Review: At the front line of imagination, experience

Alexis McKeown photo

As co-writers of First Métis Man of Odesa, real-life couple and onstage duo, Matthew MacKenzie and Mariya Khomutova are irresistibly charming.

Source: Winnipeg Free Press

Author of the article: Ben Waldman

Method meets the madness and emotion of war in battle-hardened romcom

One of the key facets of Method acting, as set out by the Russian dramatist Konstantin Stanislavski’s “system” of training, is perezhivanie, which encourages actors to embody their roles as though they were lived realities, erasing the border between imagination and experience to establish a oneness between character and performer.

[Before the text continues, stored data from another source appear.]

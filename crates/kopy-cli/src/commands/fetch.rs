//! `kopycat fetch` - download a document.

use std::fs;
use std::io::Write;

use anyhow::{Context, Result};
use kopy_core::{Client, KopyError};

use crate::cli::FetchArgs;
use crate::input;
use crate::url;

pub fn handle_fetch(args: &FetchArgs) -> Result<()> {
    let (key, fragment) = if url::looks_like_url(&args.document) {
        url::parse_share_url(&args.document)?
    } else {
        (args.document.clone(), None)
    };

    // A passphrase embedded in the URL wins over the flag/env.
    let passphrase =
        input::strip_passphrase(fragment.or_else(|| args.passphrase.clone()), args.strip);

    let client = Client::new(&args.server.client_config())?;
    let document = match client.retrieve_document(&key, passphrase.as_deref()) {
        Err(KopyError::PassphraseRequired) => {
            let passphrase = input::prompt_passphrase(false)?;
            client.retrieve_document(&key, Some(&passphrase))
        }
        other => other,
    }
    .with_context(|| format!("failed to fetch document '{}'", key))?;

    match &args.output {
        Some(path) => fs::write(path, &document.data)
            .with_context(|| format!("failed to write '{}'", path.display()))?,
        None => {
            let mut stdout = std::io::stdout().lock();
            stdout.write_all(document.data.as_bytes())?;
            // Keep shell prompts tidy without altering the document itself.
            if !document.data.ends_with('\n') {
                writeln!(stdout)?;
            }
        }
    }

    Ok(())
}
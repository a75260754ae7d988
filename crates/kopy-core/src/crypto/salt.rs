//! Fixed-size salt type.
//!
//! Modelling the salt as `[u8; 8]` moves the length check to construction,
//! so the KDF and framer can take a `&Salt` and skip runtime validation.

use super::SALT_LEN;
use crate::error::{KopyError, Result};

/// An 8-byte key-derivation salt.
#[derive(Debug, Clone, Copy, PartialEq, Eq)]
pub struct Salt([u8; SALT_LEN]);

impl Salt {
    /// Draw a fresh random salt from the OS CSPRNG.
    pub fn generate() -> Result<Self> {
        let mut bytes = [0u8; SALT_LEN];
        getrandom::getrandom(&mut bytes)?;
        Ok(Self(bytes))
    }

    /// Wrap exactly 8 bytes as a salt (for reproducible test vectors).
    pub fn from_bytes(bytes: [u8; SALT_LEN]) -> Self {
        Self(bytes)
    }

    /// View the raw salt bytes.
    pub fn as_bytes(&self) -> &[u8; SALT_LEN] {
        &self.0
    }
}

impl TryFrom<&[u8]> for Salt {
    type Error = KopyError;

    fn try_from(slice: &[u8]) -> Result<Self> {
        let bytes: [u8; SALT_LEN] = slice
            .try_into()
            .map_err(|_| KopyError::BadSalt(slice.len()))?;
        Ok(Self(bytes))
    }
}

impl AsRef<[u8]> for Salt {
    fn as_ref(&self) -> &[u8] {
        &self.0
    }
}
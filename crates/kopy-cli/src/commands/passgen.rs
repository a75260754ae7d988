//! `kopycat passgen` - generate a random hex passphrase.

use anyhow::{Context, Result};

use crate::cli::PassgenArgs;

pub fn handle_passgen(args: &PassgenArgs) -> Result<()> {
    let passphrase = kopy_core::crypto::generate_password(args.length)
        .context("failed to generate passphrase")?;
    println!("{}", passphrase);
    Ok(())
}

Matthew MacKenzie and Mariya Khomutova do precisely that in the triumphant, hilarious and moving First Métis Man of Odesa, a star-crossed, windswept, war-torn romcom that waltzes back and forth across the threshold that separates dreams from nightmares.

MacKenzie, an often autobiographical Edmontonian playwright of Métis descent, is not an actor, he tells the audience at the very beginning of the performance. “But in this play, a true story, I perform the role of myself,” he says.

Khomutova, on the other hand, is “three handshakes away” from Stanislavski, a devotee to the classics who prefers to keep her affective memories to herself.